← Back to context

Comment by phoboslab

6 years ago

It's surprising to me that you apparently have to fight for memory usage for these cases when using Go.

A while ago I ran a (quite naively written) nodejs application that maxed out at ~700k WebSocket connections per server - using only 4GB of RAM. Here CPU became the bottleneck.

Go's concurrency design trades off memory usage for productivity; instead of red-blue functions where you have to explicitly design for function interrupt/yield points with the async keyword, you can just write sequential code and the runtime will handle the rest. The downside to this approach is that often the stack will have to be copied during the switching process vs the stackless approach preferred by Node.js, Rust, C# etc.

See the excellent Fibers Under a Magnifying Glass paper by Microsoft Research: http://www.open-std.org/JTC1/SC22/WG21/docs/papers/2018/p136...

  • This is not how Go "works" overall, you're talking about the size of the goroutine stack which is by default 4KB, so in a scenario with a lot of connections yes it's going to add up if you use 1:1 connection / goroutine, but outisde of that Go uses less memory than Node / C# / Java / Python ect ...

    So I woudn't say "Go trades off memory usage for productivity" since Go is widely used for low memory footprint.

    Same reasons why Go makes sense in services like Kubernetes where each pods are in the range of 2 digits MB, it woudn't be possible whith languages mentioned above.

    Edit: In your edit context it makes more sense :)

    • That said, as an operator of a number of fairly large kubernetes clusters (100-500 nodes), I might prefer java's memory tuneability to Go's garbage collector simply not caring about the max memory a system can offer.

      At scale, we need to heavily oversize the kubernetes masters to deal with the spikiness of go memory consumption. It's possible for a kube apiserver to average 2GB of memory use and then jump to 18GB after suddenly handling more requests than usual and get OOM-killed. I'd much rather it simply slow down a bit than behave so erratically.

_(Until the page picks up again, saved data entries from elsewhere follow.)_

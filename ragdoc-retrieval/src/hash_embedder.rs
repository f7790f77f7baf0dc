use async_trait::async_trait;
use ragdoc_core::{Embedding, EmbeddingError};

const FNV_OFFSET: u64 = 14695981039346656037;
const FNV_PRIME: u64 = 1099511628211;

fn fnv1a(bytes: &[u8]) -> u64 {
    let mut hash = FNV_OFFSET;
    for byte in bytes {
        hash ^= *byte as u64;
        hash = hash.wrapping_mul(FNV_PRIME);
    }
    hash
}

/// Offline embedder using the hashing trick: every lowercase word adds +1 or -1 to
/// one bucket, and the result is L2-normalised. Texts sharing words score close
/// under cosine similarity, which is enough for tests and demos.
#[derive(Clone, Debug)]
pub struct HashEmbedder {
    dimension: usize,
}

impl HashEmbedder {
    pub fn new(dimension: usize) -> Self {
        Self { dimension }
    }

    fn hash_to_vec(&self, text: &str) -> Vec<f32> {
        let mut vec = vec![0.0f32; self.dimension];
        if self.dimension == 0 {
            return vec;
        }

        for token in text
            .split(|ch: char| !ch.is_alphanumeric())
            .filter(|token| !token.is_empty())
        {
            let hash = fnv1a(token.to_lowercase().as_bytes());
            let bucket = (hash % self.dimension as u64) as usize;
            let sign = if hash >> 63 == 0 { 1.0 } else { -1.0 };
            vec[bucket] += sign;
        }

        let norm = vec.iter().map(|value| value * value).sum::<f32>().sqrt();
        if norm > 0.0 {
            for value in &mut vec {
                *value /= norm;
            }
        }
        vec
    }
}

#[async_trait]
impl Embedding for HashEmbedder {
    async fn embed(&self, text: &str) -> Result<Vec<f32>, EmbeddingError> {
        Ok(self.hash_to_vec(text))
    }

    async fn embed_batch(&self, texts: &[String]) -> Result<Vec<Vec<f32>>, EmbeddingError> {
        Ok(texts.iter().map(|text| self.hash_to_vec(text)).collect())
    }

    fn dimension(&self) -> usize {
        self.dimension
    }
}
use std::{error::Error, time::Duration};

use ragdoc_core::{
    DocumentError, EmbeddingError, FormatterConfigError, RagdocError, StoreError,
};

#[test]
fn document_error_display() {
    assert_eq!(
        format!("{}", DocumentError::EmptyId),
        "id must not be null or empty"
    );
    assert_eq!(
        format!(
            "{}",
            DocumentError::NullMetadataValue {
                key: "page".to_string()
            }
        ),
        "metadata value for key 'page' must not be null"
    );
}

#[test]
fn ragdoc_error_wraps_document_error() {
    let err: RagdocError = DocumentError::EmptyMetadataKey.into();
    assert_eq!(
        format!("{err}"),
        "Document error: metadata key must not be empty"
    );
}

#[test]
fn ragdoc_error_wraps_formatter_config_error() {
    let err: RagdocError = FormatterConfigError::EmptyTemplate {
        field: "text_template",
    }
    .into();
    assert_eq!(
        format!("{err}"),
        "Formatter configuration error: text_template must not be empty"
    );
}

#[test]
fn ragdoc_error_wraps_serde_error() {
    let parse_error = serde_json::from_str::<serde_json::Value>("not json").unwrap_err();
    let err = RagdocError::from(parse_error);
    assert!(format!("{err}").starts_with("Serialization/deserialization error: "));
}

#[test]
fn embedding_error_display_for_rate_limited() {
    let err = EmbeddingError::RateLimited {
        retry_after: Some(Duration::from_secs(2)),
    };
    assert_eq!(
        format!("{err}"),
        "Embedding rate limited (retry_after=2s)"
    );
}

#[test]
fn embedding_error_display_for_timeout() {
    let err = EmbeddingError::Timeout(Duration::from_millis(750));
    assert_eq!(format!("{err}"), "Embedding timeout after 750ms");
}

#[test]
fn embedding_error_display_for_other() {
    let err = EmbeddingError::Other("network".to_string().into());
    assert_eq!(format!("{err}"), "Embedding error: network");
    assert!(err.source().is_some());
}

#[test]
fn store_error_internal_preserves_source() {
    let source = std::io::Error::new(std::io::ErrorKind::Other, "disk");
    let err = StoreError::Internal(Box::new(source));

    assert_eq!(format!("{err}"), "Store error: disk");
    assert!(err.source().is_some());
}

#[test]
fn store_error_missing_embedding_names_document() {
    let err = StoreError::MissingEmbedding {
        id: "doc-9".to_string(),
    };
    assert_eq!(format!("{err}"), "document 'doc-9' is missing embedding");
}
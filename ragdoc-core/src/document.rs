use std::fmt;
use std::hash::{Hash, Hasher};
use std::sync::{Arc, OnceLock};

use serde::{Deserialize, Deserializer, Serialize, Serializer};

use crate::value::canonical_metadata;
use crate::{
    ContentFormatter, DefaultContentFormatter, DocumentError, IdGenerator, Media, MediaContent,
    Metadata, MetadataMode, RandomIdGenerator, Value,
};

pub const EMPTY_TEXT: &str = "";

/// Formatter shared by every document that has not been given its own.
pub fn default_content_formatter() -> Arc<dyn ContentFormatter> {
    static DEFAULT: OnceLock<Arc<dyn ContentFormatter>> = OnceLock::new();
    DEFAULT
        .get_or_init(|| Arc::new(DefaultContentFormatter::default()))
        .clone()
}

/// A unit of text travelling through a retrieval pipeline.
///
/// Identity is `(id, content, metadata)`. The embedding and the content formatter are
/// ephemeral: they are ignored by `==` and `Hash`, and the formatter is never serialized.
#[derive(Clone)]
pub struct Document {
    id: String,
    content: String,
    media: Vec<Media>,
    metadata: Metadata,
    embedding: Vec<f32>,
    content_formatter: Arc<dyn ContentFormatter>,
}

impl Document {
    /// Document with no metadata and a random id.
    pub fn new(content: impl Into<String>) -> Self {
        Self::with_metadata(content, Metadata::new())
    }

    pub fn with_metadata(content: impl Into<String>, metadata: Metadata) -> Self {
        let content = content.into();
        let id = RandomIdGenerator.generate_id(&content, &metadata);
        tracing::debug!(document_id = %id, "generated document id");
        Self::assemble(id, content, Vec::new(), metadata)
    }

    pub fn with_id_generator(
        content: impl Into<String>,
        metadata: Metadata,
        id_generator: &dyn IdGenerator,
    ) -> Result<Self, DocumentError> {
        let content = content.into();
        let id = id_generator.generate_id(&content, &metadata);
        tracing::debug!(document_id = %id, "generated document id");
        Self::from_parts(id, content, Vec::new(), metadata)
    }

    pub fn with_id(
        id: impl Into<String>,
        content: impl Into<String>,
        metadata: Metadata,
    ) -> Result<Self, DocumentError> {
        Self::from_parts(id, content, Vec::new(), metadata)
    }

    pub fn from_parts(
        id: impl Into<String>,
        content: impl Into<String>,
        media: Vec<Media>,
        metadata: Metadata,
    ) -> Result<Self, DocumentError> {
        let id = id.into();
        if id.trim().is_empty() {
            return Err(DocumentError::EmptyId);
        }
        Ok(Self::assemble(id, content.into(), media, metadata))
    }

    pub fn builder() -> DocumentBuilder {
        DocumentBuilder::default()
    }

    fn assemble(id: String, content: String, media: Vec<Media>, metadata: Metadata) -> Self {
        Self {
            id,
            content,
            media,
            metadata,
            embedding: Vec::new(),
            content_formatter: default_content_formatter(),
        }
    }

    pub fn id(&self) -> &str {
        &self.id
    }

    pub fn content(&self) -> &str {
        &self.content
    }

    pub fn media(&self) -> &[Media] {
        &self.media
    }

    pub fn metadata(&self) -> &Metadata {
        &self.metadata
    }

    pub fn metadata_mut(&mut self) -> &mut Metadata {
        &mut self.metadata
    }

    /// Embedding computed by an external model; empty until one is attached.
    pub fn embedding(&self) -> &[f32] {
        &self.embedding
    }

    pub fn set_embedding(&mut self, embedding: Vec<f32>) {
        self.embedding = embedding;
    }

    pub fn content_formatter(&self) -> &Arc<dyn ContentFormatter> {
        &self.content_formatter
    }

    pub fn set_content_formatter(&mut self, content_formatter: Arc<dyn ContentFormatter>) {
        self.content_formatter = content_formatter;
    }

    /// Content plus all metadata, rendered by the attached formatter.
    pub fn formatted_content(&self) -> String {
        self.formatted_content_with(MetadataMode::All)
    }

    pub fn formatted_content_with(&self, mode: MetadataMode) -> String {
        self.content_formatter.format(self, mode)
    }

    /// Renders with an external formatter, leaving the attached one untouched.
    pub fn format_with(&self, formatter: &dyn ContentFormatter, mode: MetadataMode) -> String {
        formatter.format(self, mode)
    }
}

impl MediaContent for Document {
    fn content(&self) -> &str {
        &self.content
    }

    fn media(&self) -> &[Media] {
        &self.media
    }

    fn metadata(&self) -> &Metadata {
        &self.metadata
    }
}

impl PartialEq for Document {
    fn eq(&self, other: &Self) -> bool {
        self.id == other.id && self.content == other.content && self.metadata == other.metadata
    }
}

impl Eq for Document {}

impl Hash for Document {
    fn hash<H: Hasher>(&self, state: &mut H) {
        self.id.hash(state);
        self.content.hash(state);
        canonical_metadata(&self.metadata).hash(state);
    }
}

impl fmt::Debug for Document {
    fn fmt(&self, f: &mut fmt::Formatter<'_>) -> fmt::Result {
        f.debug_struct("Document")
            .field("id", &self.id)
            .field("content", &self.content)
            .field("media", &self.media)
            .field("metadata", &self.metadata)
            .field("embedding_dimension", &self.embedding.len())
            .field("content_formatter", &self.content_formatter)
            .finish()
    }
}

impl fmt::Display for Document {
    fn fmt(&self, f: &mut fmt::Formatter<'_>) -> fmt::Result {
        write!(
            f,
            "Document{{id='{}', metadata={}, content='{}', media={:?}}}",
            self.id,
            canonical_metadata(&self.metadata),
            self.content,
            self.media
        )
    }
}

#[derive(Serialize)]
struct DocumentRef<'a> {
    id: &'a str,
    content: &'a str,
    media: &'a [Media],
    metadata: &'a Metadata,
    #[serde(skip_serializing_if = "is_empty_embedding")]
    embedding: &'a [f32],
}

fn is_empty_embedding(embedding: &&[f32]) -> bool {
    embedding.is_empty()
}

#[derive(Deserialize)]
struct DocumentWire {
    #[serde(default)]
    id: Option<String>,
    content: String,
    #[serde(default)]
    media: Vec<Media>,
    #[serde(default)]
    metadata: Metadata,
    #[serde(default)]
    embedding: Vec<f32>,
}

impl DocumentWire {
    fn into_document(self) -> Result<Document, DocumentError> {
        let mut builder = Document::builder()
            .content(self.content)
            .media(self.media)
            .metadata(self.metadata);
        if let Some(id) = self.id {
            builder = builder.id(id);
        }
        let mut document = builder.build()?;
        document.set_embedding(self.embedding);
        Ok(document)
    }
}

impl Serialize for Document {
    fn serialize<S: Serializer>(&self, serializer: S) -> Result<S::Ok, S::Error> {
        DocumentRef {
            id: &self.id,
            content: &self.content,
            media: &self.media,
            metadata: &self.metadata,
            embedding: &self.embedding,
        }
        .serialize(serializer)
    }
}

impl<'de> Deserialize<'de> for Document {
    fn deserialize<D: Deserializer<'de>>(deserializer: D) -> Result<Self, D::Error> {
        let wire = DocumentWire::deserialize(deserializer)?;
        wire.into_document().map_err(serde::de::Error::custom)
    }
}

/// Step-by-step construction of a [`Document`].
///
/// Setter misuse is remembered and reported by [`DocumentBuilder::build`]; the first
/// error wins. Without an explicit id, one is derived from the content and metadata by
/// the configured [`IdGenerator`] (random UUIDs by default).
pub struct DocumentBuilder {
    id: Option<String>,
    content: String,
    media: Vec<Media>,
    metadata: Metadata,
    id_generator: Arc<dyn IdGenerator>,
    content_formatter: Option<Arc<dyn ContentFormatter>>,
    error: Option<DocumentError>,
}

impl Default for DocumentBuilder {
    fn default() -> Self {
        Self {
            id: None,
            content: EMPTY_TEXT.to_string(),
            media: Vec::new(),
            metadata: Metadata::new(),
            id_generator: Arc::new(RandomIdGenerator),
            content_formatter: None,
            error: None,
        }
    }
}

impl fmt::Debug for DocumentBuilder {
    fn fmt(&self, f: &mut fmt::Formatter<'_>) -> fmt::Result {
        f.debug_struct("DocumentBuilder")
            .field("id", &self.id)
            .field("content", &self.content)
            .field("media", &self.media)
            .field("metadata", &self.metadata)
            .field("error", &self.error)
            .finish_non_exhaustive()
    }
}

impl DocumentBuilder {
    pub fn new() -> Self {
        Self::default()
    }

    pub fn id_generator(mut self, id_generator: Arc<dyn IdGenerator>) -> Self {
        self.id_generator = id_generator;
        self
    }

    pub fn id(mut self, id: impl Into<String>) -> Self {
        let id = id.into();
        if id.trim().is_empty() {
            self.fail(DocumentError::EmptyId);
        } else {
            self.id = Some(id);
        }
        self
    }

    pub fn content(mut self, content: impl Into<String>) -> Self {
        self.content = content.into();
        self
    }

    /// Replaces the media list.
    pub fn media(mut self, media: Vec<Media>) -> Self {
        self.media = media;
        self
    }

    pub fn add_media(mut self, media: Media) -> Self {
        self.media.push(media);
        self
    }

    /// Replaces the metadata map.
    pub fn metadata(mut self, metadata: Metadata) -> Self {
        self.metadata = metadata;
        self
    }

    pub fn metadata_entry(mut self, key: impl Into<String>, value: impl Into<Value>) -> Self {
        let key = key.into();
        let value = value.into();
        if key.is_empty() {
            self.fail(DocumentError::EmptyMetadataKey);
        } else if value.is_null() {
            self.fail(DocumentError::NullMetadataValue { key });
        } else {
            self.metadata.insert(key, value);
        }
        self
    }

    pub fn content_formatter(mut self, content_formatter: Arc<dyn ContentFormatter>) -> Self {
        self.content_formatter = Some(content_formatter);
        self
    }

    pub fn build(self) -> Result<Document, DocumentError> {
        if let Some(error) = self.error {
            return Err(error);
        }

        let id = match self.id {
            Some(id) => id,
            None => {
                let id = self.id_generator.generate_id(&self.content, &self.metadata);
                tracing::debug!(document_id = %id, "generated document id");
                id
            }
        };

        let mut document = Document::from_parts(id, self.content, self.media, self.metadata)?;
        if let Some(content_formatter) = self.content_formatter {
            document.content_formatter = content_formatter;
        }
        Ok(document)
    }

    fn fail(&mut self, error: DocumentError) {
        if self.error.is_none() {
            self.error = Some(error);
        }
    }
}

      This is a common thing across all Go programs that handle data: since Go's garbage collector doesn't try to keep memory use within some upper bound, if you allocate and throw away a bunch of objects you'll quickly run out of memory on any low-memory system or container even though there's a ton of memory ready to be reclaimed.

      Even a major library like the official AWS SDK's S3 client had this wrong as recently as 2017 (solution was to use sync.pool to avoid throwing away buffers): https://github.com/aws/aws-sdk-go/pull/1784

      Python should perform much better from a memory perspective in these situations: its weakness would be the deserialized size that objects blow up to in memory, but its use would be bounded. Java would also handle this pretty effortlessly, though with a high enough rate of garbage production might hit a few short GC pauses that last far less time than a process restart.

      Really wish go were better about this. Imagine that a simple Go cronjob that uploads a backup to s3 at under a 160MB/sec could risk you OOM killing your server if you don't set cgroup memory caps on all your go processes.

    • > where each pods are in the range of 2 digits MB, it woudn't be possible whith languages mentioned above.

      Not sure about NodeJS and Python, but it's certainly doable with Java and C#. It's just that people don't take the time to configure the JVM/CLR correctly.

      There's nothing magical about golang that you can't do in C# (and soon enough, in Java with the addition of value types). Arguably, C# and Java's value type implementations are superior anyway.

      4 replies →

  • Productivity in this case being in the eye of the beholder? I’d argue that people experienced in how node works, wouldn’t have to think too much, since async is the default. I agree with your general sentiment though.

You don't have to fight for memory, it's because of the overhead of Goroutines / default HTTP connections in a scenario with a lot of connections. By default Go uses way less memory than Node.

And in Node the only way to have semi decent performance is to use ultra optimized C/C++ external libraries.

CPU was probably the bottleneck from GC. You could tune the GC to get better results probably.